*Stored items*
'''
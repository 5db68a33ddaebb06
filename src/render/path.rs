//! Path string construction.
//!
//! Every builder returns a fragment of an SVG-compatible path mini-language.
//! Coordinates are rounded to four decimal digits; fragments concatenate into
//! complete paths. Degenerate geometry produces an empty string, never an
//! error.

use std::fmt::Write;

use smallvec::SmallVec;

use crate::core::Point;
use crate::core::math::{DEGREES, RADIANS, cos_deg, distance, fit_to_range, round_to, sin_deg};

/// Decimal digits kept in emitted coordinates.
pub const PATH_PRECISION: u32 = 4;

/// Default minimum distance between consecutive polyline vertices.
pub const DEFAULT_MIN_POLYLINE_STEP: f64 = 0.5;

/// Arcs wider than this are split into several arc commands.
const MAX_ARC_SEGMENT_DEG: f64 = 180.0;

fn r(value: f64) -> f64 {
    round_to(value, PATH_PRECISION)
}

#[must_use]
pub fn move_to(point: Point) -> String {
    format!(" M{},{} ", r(point.x), r(point.y))
}

#[must_use]
pub fn line_to(point: Point) -> String {
    format!(" L{},{} ", r(point.x), r(point.y))
}

#[must_use]
pub fn close_path() -> String {
    " Z".to_owned()
}

#[must_use]
pub fn quadratic_curve_to(end: Point, control: Point) -> String {
    format!(
        " Q{},{} {},{}",
        r(control.x),
        r(control.y),
        r(end.x),
        r(end.y)
    )
}

#[must_use]
pub fn cubic_curve_to(end: Point, control_a: Point, control_b: Point) -> String {
    format!(
        " C{},{} {},{} {},{}",
        r(control_a.x),
        r(control_a.y),
        r(control_b.x),
        r(control_b.y),
        r(end.x),
        r(end.y)
    )
}

/// Polyline through `points` using [`DEFAULT_MIN_POLYLINE_STEP`] decimation.
#[must_use]
pub fn polyline(points: &[Point]) -> String {
    polyline_with_step(points, DEFAULT_MIN_POLYLINE_STEP)
}

/// Polyline that skips vertices closer than `min_step` to the last emitted one.
#[must_use]
pub fn polyline_with_step(points: &[Point], min_step: f64) -> String {
    let Some((&first, rest)) = points.split_first() else {
        return String::new();
    };
    let mut path = move_to(first);
    let mut previous = first;
    for &point in rest {
        if distance(point, previous) > min_step {
            path.push_str(&line_to(point));
            previous = point;
        }
    }
    path
}

/// Elliptical arc relative to the current point.
///
/// The current point is expected to sit on the arc at `start_angle`. Arcs
/// wider than 180 degrees are emitted as several relative arc commands.
/// A nearly flat arc (`|arc| < 0.5` deg) on a very large radius degrades to
/// an absolute line to the arc's end, taking the arc center as the origin.
#[must_use]
pub fn arc_to(start_angle: f64, arc: f64, radius: f64, radius_y: Option<f64>) -> String {
    if arc == 0.0 || !arc.is_finite() || !radius.is_finite() {
        return String::new();
    }
    let radius_y = radius_y.unwrap_or(radius);

    if arc.abs() < 0.5 && radius > 3000.0 {
        let end_angle = start_angle + arc;
        return line_to(Point::new(
            cos_deg(end_angle) * radius,
            sin_deg(end_angle) * radius_y,
        ));
    }

    let segments = (arc.abs() / MAX_ARC_SEGMENT_DEG).ceil().max(1.0) as usize;
    let sweep = if arc < 0.0 { 0 } else { 1 };
    let start_x = cos_deg(start_angle) * radius;
    let start_y = sin_deg(start_angle) * radius_y;

    let mut path = String::new();
    let mut emitted_x = 0.0;
    let mut emitted_y = 0.0;
    for index in 0..segments {
        let end_angle = start_angle + arc / segments as f64 * (index + 1) as f64;
        // Offsets relative to the previous segment's emitted end.
        let dx = r(cos_deg(end_angle) * radius - start_x - emitted_x);
        let dy = r(sin_deg(end_angle) * radius_y - start_y - emitted_y);
        let _ = write!(path, " a{},{},0,0,{},{},{}", radius, radius_y, sweep, dx, dy);
        emitted_x += dx;
        emitted_y += dy;
    }
    path
}

/// Absolute elliptical arc to a known destination.
///
/// A zero radius yields an empty string, which is how corner rounding is
/// switched off.
#[must_use]
pub fn arc_to_point(
    point: Point,
    radius: f64,
    radius_y: Option<f64>,
    sweep: bool,
    large_arc: bool,
    x_axis_rotation: f64,
) -> String {
    if radius == 0.0 {
        return String::new();
    }
    let radius_y = radius_y.unwrap_or(radius);
    format!(
        " A{},{},{},{},{},{},{}",
        radius,
        radius_y,
        x_axis_rotation,
        u8::from(large_arc),
        u8::from(sweep),
        r(point.x),
        r(point.y)
    )
}

/// Optional geometry of an annular sector.
#[derive(Debug, Clone, Copy, PartialEq, Default)]
pub struct ArcOptions {
    pub inner_radius: f64,
    pub radius_y: Option<f64>,
    pub corner_radius: f64,
    /// Defaults to `corner_radius`.
    pub inner_corner_radius: Option<f64>,
}

impl ArcOptions {
    #[must_use]
    pub fn with_inner_radius(mut self, inner_radius: f64) -> Self {
        self.inner_radius = inner_radius;
        self
    }

    #[must_use]
    pub fn with_radius_y(mut self, radius_y: f64) -> Self {
        self.radius_y = Some(radius_y);
        self
    }

    #[must_use]
    pub fn with_corner_radius(mut self, corner_radius: f64) -> Self {
        self.corner_radius = corner_radius;
        self
    }

    #[must_use]
    pub fn with_inner_corner_radius(mut self, inner_corner_radius: f64) -> Self {
        self.inner_corner_radius = Some(inner_corner_radius);
        self
    }
}

/// Closed annular sector ("donut slice") centred on the origin.
///
/// `arc` is clamped to 360 degrees; a full ring cannot carry rounded
/// corners, so corner radii are dropped there.
#[must_use]
pub fn arc(start_angle: f64, arc: f64, radius: f64, options: ArcOptions) -> String {
    if arc == 0.0 || !arc.is_finite() || !start_angle.is_finite() {
        return String::new();
    }
    let mut radius = radius;
    let mut inner_radius = if options.inner_radius.is_finite() {
        options.inner_radius
    } else {
        0.0
    };
    if radius == 0.0 && inner_radius <= 0.0 {
        return String::new();
    }
    let mut radius_y = options.radius_y;
    if radius < inner_radius {
        std::mem::swap(&mut radius, &mut inner_radius);
        if let Some(ry) = radius_y {
            // Keep the ellipse ratio relative to the new outer radius.
            radius_y = (inner_radius != 0.0).then(|| ry / inner_radius * radius);
        }
    }

    let arc = arc.min(360.0);
    let full = arc == 360.0;
    let mut corner_radius = if full { 0.0 } else { options.corner_radius.max(0.0) };
    let mut inner_corner_radius = if full {
        0.0
    } else {
        options.inner_corner_radius.unwrap_or(corner_radius).max(0.0)
    };

    let end_angle = start_angle + arc;
    let cr_sin = sin_deg(arc.abs().min(45.0) / 2.0);
    let radius_y = radius_y.unwrap_or(radius);
    let ratio = radius_y / radius;

    let mut inner_radius_y = ratio * inner_radius;
    let mut corner_radius_y = ratio * corner_radius;
    let mut inner_corner_radius_y = ratio * inner_corner_radius;

    corner_radius = fit_to_range(corner_radius, 0.0, (radius - inner_radius) / 2.0);
    corner_radius_y = fit_to_range(corner_radius_y, 0.0, (radius_y - inner_radius_y) / 2.0);
    inner_corner_radius = fit_to_range(inner_corner_radius, 0.0, (radius - inner_radius) / 2.0);
    inner_corner_radius_y =
        fit_to_range(inner_corner_radius_y, 0.0, (radius_y - inner_radius_y) / 2.0);

    corner_radius = r(fit_to_range(corner_radius, 0.0, radius * cr_sin));
    corner_radius_y = r(fit_to_range(corner_radius_y, 0.0, radius_y * cr_sin));
    inner_corner_radius = r(fit_to_range(inner_corner_radius, 0.0, inner_radius * cr_sin));
    inner_corner_radius_y = r(fit_to_range(inner_corner_radius_y, 0.0, inner_radius_y * cr_sin));

    let cr_angle = corner_angle(corner_radius, radius);
    let cr_angle_y = corner_angle(corner_radius_y, radius_y);

    if inner_radius < inner_corner_radius {
        inner_radius = inner_corner_radius;
    }
    if inner_radius_y < inner_corner_radius_y {
        inner_radius_y = inner_corner_radius_y;
    }
    let cr_inner_angle = corner_angle(inner_corner_radius, inner_radius);
    let cr_inner_angle_y = corner_angle(inner_corner_radius_y, inner_radius_y);

    let middle_angle = start_angle + arc / 2.0;
    let m_point = Point::new(
        r(cos_deg(middle_angle) * inner_radius),
        sin_deg(middle_angle) * inner_radius_y,
    );

    // Anchors: a/d sit on the inner edge, b/c on the outer edge.
    let a0 = Point::new(
        cos_deg(start_angle) * (inner_radius + inner_corner_radius),
        sin_deg(start_angle) * (inner_radius_y + inner_corner_radius_y),
    );
    let b0 = Point::new(
        cos_deg(start_angle) * (radius - corner_radius),
        sin_deg(start_angle) * (radius_y - corner_radius_y),
    );
    let c0 = Point::new(
        cos_deg(end_angle) * (radius - corner_radius),
        sin_deg(end_angle) * (radius_y - corner_radius_y),
    );
    let d0 = Point::new(
        cos_deg(end_angle) * (inner_radius + inner_corner_radius),
        sin_deg(end_angle) * (inner_radius_y + inner_corner_radius_y),
    );
    let b1 = Point::new(
        cos_deg(start_angle + cr_angle) * radius,
        sin_deg(start_angle + cr_angle_y) * radius_y,
    );
    let mut d1 = Point::new(
        cos_deg(end_angle - cr_inner_angle) * inner_radius,
        sin_deg(end_angle - cr_inner_angle_y) * inner_radius_y,
    );

    inner_corner_radius += inner_corner_radius * sin_deg(cr_inner_angle / 2.0);
    inner_corner_radius_y += inner_corner_radius_y * sin_deg(cr_inner_angle_y / 2.0);

    if cr_inner_angle > (end_angle - start_angle) / 2.0 {
        d1 = m_point;
    }

    let mut path = String::new();
    if full {
        path.push_str(&move_to(b0));
    } else {
        path.push_str(&move_to(a0));
        path.push_str(&line_to(b0));
        path.push_str(&arc_to_point(b1, corner_radius, Some(corner_radius_y), true, false, 0.0));
    }

    path.push_str(&arc_to(
        start_angle + cr_angle,
        arc - 2.0 * cr_angle,
        radius,
        Some(radius_y),
    ));

    if inner_radius != 0.0 {
        if full && corner_radius == 0.0 {
            path.push_str(&move_to(a0));
        } else {
            path.push_str(&arc_to_point(c0, corner_radius, Some(corner_radius_y), true, false, 0.0));
            path.push_str(&line_to(d0));
            path.push_str(&arc_to_point(
                d1,
                inner_corner_radius,
                Some(inner_corner_radius_y),
                true,
                false,
                0.0,
            ));
        }
        path.push_str(&arc_to(
            end_angle - cr_inner_angle,
            -(arc - 2.0 * cr_inner_angle),
            inner_radius,
            Some(inner_radius_y),
        ));
        if !full || corner_radius > 0.0 {
            path.push_str(&arc_to_point(
                a0,
                inner_corner_radius,
                Some(inner_corner_radius_y),
                true,
                false,
                0.0,
            ));
        }
        path.push_str(&line_to(a0));
    } else {
        path.push_str(&arc_to_point(c0, corner_radius, Some(corner_radius_y), true, false, 0.0));
        if !full {
            path.push_str(&line_to(a0));
        }
    }
    path
}

/// Angular width (degrees) consumed by a rounded corner of `corner_radius`.
fn corner_angle(corner_radius: f64, radius: f64) -> f64 {
    if radius <= 0.0 {
        return 0.0;
    }
    let angle = (corner_radius / radius / 2.0).asin() * DEGREES * 2.0;
    if angle.is_finite() { angle } else { 0.0 }
}

/// Closed rectangle with its top-left corner at `(x, y)`.
#[must_use]
pub fn rectangle(width: f64, height: f64, x: f64, y: f64) -> String {
    let mut path = move_to(Point::new(x, y));
    path.push_str(&line_to(Point::new(x + width, y)));
    path.push_str(&line_to(Point::new(x + width, y + height)));
    path.push_str(&line_to(Point::new(x, y + height)));
    path.push_str(&close_path());
    path
}

/// Axis-aligned rectangle in pixel space.
#[derive(Debug, Clone, Copy, PartialEq, Default)]
pub struct Rect {
    pub x: f64,
    pub y: f64,
    pub width: f64,
    pub height: f64,
}

impl Rect {
    #[must_use]
    pub const fn new(x: f64, y: f64, width: f64, height: f64) -> Self {
        Self {
            x,
            y,
            width,
            height,
        }
    }
}

/// Closed rectangle path; `ccw` reverses the winding.
#[must_use]
pub fn rect_to_path(rect: Rect, ccw: bool) -> String {
    let Rect {
        x,
        y,
        width,
        height,
    } = rect;
    let corners: SmallVec<[Point; 4]> = if ccw {
        SmallVec::from_buf([
            Point::new(x, y),
            Point::new(x, y + height),
            Point::new(x + width, y + height),
            Point::new(x + width, y),
        ])
    } else {
        SmallVec::from_buf([
            Point::new(x, y),
            Point::new(x + width, y),
            Point::new(x + width, y + height),
            Point::new(x, y + height),
        ])
    };
    let mut path = move_to(corners[0]);
    for &corner in &corners[1..] {
        path.push_str(&line_to(corner));
    }
    path.push_str(&close_path());
    path
}

/// Parameters of [`spiral_points`].
#[derive(Debug, Clone, Copy, PartialEq)]
pub struct SpiralSpec {
    pub cx: f64,
    pub cy: f64,
    pub radius_x: f64,
    pub radius_y: f64,
    pub inner_radius: f64,
    /// Distance between consecutive points along the local arc.
    pub step: f64,
    /// Radial growth per full turn.
    pub radius_step: f64,
    pub start_angle: f64,
    /// Defaults to `start_angle`.
    pub end_angle: Option<f64>,
}

/// Hard cap protecting callers from pathological spiral parameters.
const MAX_SPIRAL_POINTS: usize = 1_000_000;

/// Discrete points along an Archimedean spiral growing from `inner_radius`
/// out to `radius_x`, spaced `step` pixels apart.
#[must_use]
pub fn spiral_points(spec: SpiralSpec) -> Vec<Point> {
    let SpiralSpec {
        cx,
        cy,
        radius_x,
        radius_y,
        inner_radius,
        step,
        radius_step,
        start_angle,
        end_angle,
    } = spec;
    if !(step > 0.0 && radius_step > 0.0 && radius_x > 0.0) {
        return Vec::new();
    }
    let end_angle = end_angle.unwrap_or(start_angle);
    let angle_limit = end_angle + (radius_x - inner_radius) / radius_step * 360.0;

    let mut radius = inner_radius + 0.01;
    let mut angle = start_angle * RADIANS;
    let mut points = Vec::new();

    while radius < radius_x + radius_step && points.len() < MAX_SPIRAL_POINTS {
        let mut step_size = step;
        if step_size / 2.0 > radius {
            step_size = 2.0 * radius;
        }
        angle += 2.0 * (step_size / 2.0 / radius).asin();
        let degrees = angle * DEGREES;
        if degrees > angle_limit {
            break;
        }
        points.push(Point::new(
            cx + radius * angle.cos(),
            cy + radius * radius_y / radius_x * angle.sin(),
        ));
        radius = inner_radius + degrees / 360.0 * radius_step;
    }

    if !points.is_empty() {
        points.remove(0);
    }
    points
}
//! Axis and series hooks that drive guide lines from outside the cursor.

use serde::{Deserialize, Serialize};

use crate::core::Point;
use crate::render::Easing;

#[derive(Debug, Clone, Copy, PartialEq, Eq, Hash, Serialize, Deserialize)]
pub struct AxisId(pub u64);

#[derive(Debug, Clone, Copy, PartialEq, Eq, Hash, Serialize, Deserialize)]
pub struct SeriesId(pub u64);

#[derive(Debug, Clone, Copy, PartialEq, Eq, Hash, Serialize, Deserialize)]
#[serde(rename_all = "snake_case")]
pub enum AxisDimension {
    X,
    Y,
}

/// Axis a guide line follows instead of the pointer.
#[derive(Debug, Clone, Copy, PartialEq, Eq, Serialize, Deserialize)]
pub struct AxisRef {
    pub id: AxisId,
    /// Whether the axis tooltip (and thus its position events) is active.
    pub tooltip_enabled: bool,
}

impl AxisRef {
    #[must_use]
    pub fn new(id: AxisId) -> Self {
        Self {
            id,
            tooltip_enabled: true,
        }
    }
}

/// Pixel span of the axis item (category or cell) under the tooltip.
///
/// Cartesian spans use `start.x..end.x` or `start.y..end.y`; polar spans use
/// `x` as an angle in degrees and `y` as a radius.
#[derive(Debug, Clone, Copy, PartialEq, Serialize, Deserialize)]
pub struct ItemSpan {
    pub start: Point,
    pub end: Point,
}

impl ItemSpan {
    #[must_use]
    pub const fn new(start: Point, end: Point) -> Self {
        Self { start, end }
    }
}

/// Axis tooltip moved; `position` is in the cursor's local frame.
#[derive(Debug, Clone, Copy, PartialEq, Serialize, Deserialize)]
pub struct AxisTooltipEvent {
    pub axis: AxisId,
    pub position: Point,
    pub visible: bool,
    pub current_item: Option<ItemSpan>,
}

/// Series tooltip moved to a data item; `point` is in the cursor's local frame.
#[derive(Debug, Clone, Copy, PartialEq, Serialize, Deserialize)]
pub struct SeriesTooltipEvent {
    pub series: SeriesId,
    pub point: Point,
    pub duration_ms: f64,
    pub easing: Easing,
}

/// Series the cursor snaps to.
#[derive(Debug, Clone, Copy, PartialEq, Eq, Serialize, Deserialize)]
pub struct SeriesRef {
    pub id: SeriesId,
    pub hidden: bool,
}

impl SeriesRef {
    #[must_use]
    pub fn new(id: SeriesId) -> Self {
        Self { id, hidden: false }
    }
}

/// Axis bindings, full-width flags and snap targets of one cursor.
#[derive(Debug, Clone, Default, PartialEq)]
pub struct AxisBindings {
    pub(crate) x_axis: Option<AxisRef>,
    pub(crate) y_axis: Option<AxisRef>,
    pub(crate) full_width_line_x: bool,
    pub(crate) full_width_line_y: bool,
    pub(crate) snap_to_series: Vec<SeriesRef>,
}

impl AxisBindings {
    #[must_use]
    pub fn x_axis(&self) -> Option<AxisRef> {
        self.x_axis
    }

    #[must_use]
    pub fn y_axis(&self) -> Option<AxisRef> {
        self.y_axis
    }

    #[must_use]
    pub fn full_width_line_x(&self) -> bool {
        self.full_width_line_x
    }

    #[must_use]
    pub fn full_width_line_y(&self) -> bool {
        self.full_width_line_y
    }

    #[must_use]
    pub fn snap_to_series(&self) -> &[SeriesRef] {
        &self.snap_to_series
    }

    /// Whether the pointer drives the guide line of `dimension`.
    ///
    /// A bound axis with an active tooltip takes the line over.
    #[must_use]
    pub fn pointer_drives(&self, dimension: AxisDimension) -> bool {
        let axis = match dimension {
            AxisDimension::X => self.x_axis,
            AxisDimension::Y => self.y_axis,
        };
        !axis.is_some_and(|axis| axis.tooltip_enabled)
    }

    /// Dimension bound to `axis`, if any.
    #[must_use]
    pub fn dimension_of(&self, axis: AxisId) -> Option<AxisDimension> {
        if self.x_axis.is_some_and(|bound| bound.id == axis) {
            Some(AxisDimension::X)
        } else if self.y_axis.is_some_and(|bound| bound.id == axis) {
            Some(AxisDimension::Y)
        } else {
            None
        }
    }

    /// Pointer-driven line updates are suppressed while snapping to a
    /// visible series.
    #[must_use]
    pub fn snapping_active(&self) -> bool {
        self.snap_to_series.iter().any(|series| !series.hidden)
    }

    #[must_use]
    pub fn snaps_to(&self, series: SeriesId) -> bool {
        self.snap_to_series.iter().any(|entry| entry.id == series)
    }

    pub(crate) fn set_series_hidden(&mut self, series: SeriesId, hidden: bool) -> bool {
        match self.snap_to_series.iter_mut().find(|entry| entry.id == series) {
            Some(entry) => {
                entry.hidden = hidden;
                true
            }
            None => false,
        }
    }
}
'''
*DIRECTIONS FOR THIS TASK*
What is needed is every line from the start of the entries through the line containing "use smallvec::SmallVec;", returned word for word and nothing else.

*TASK SOLUTION*
repository 5db68a33ddaebb06
filename src/render/path.rs
//! Path string construction.
//!
//! Every builder returns a fragment of an SVG-compatible path mini-language.
//! Coordinates are rounded to four decimal digits; fragments concatenate into
//! complete paths. Degenerate geometry produces an empty string, never an
//! error.

use std::fmt::Write;

use smallvec::SmallVec;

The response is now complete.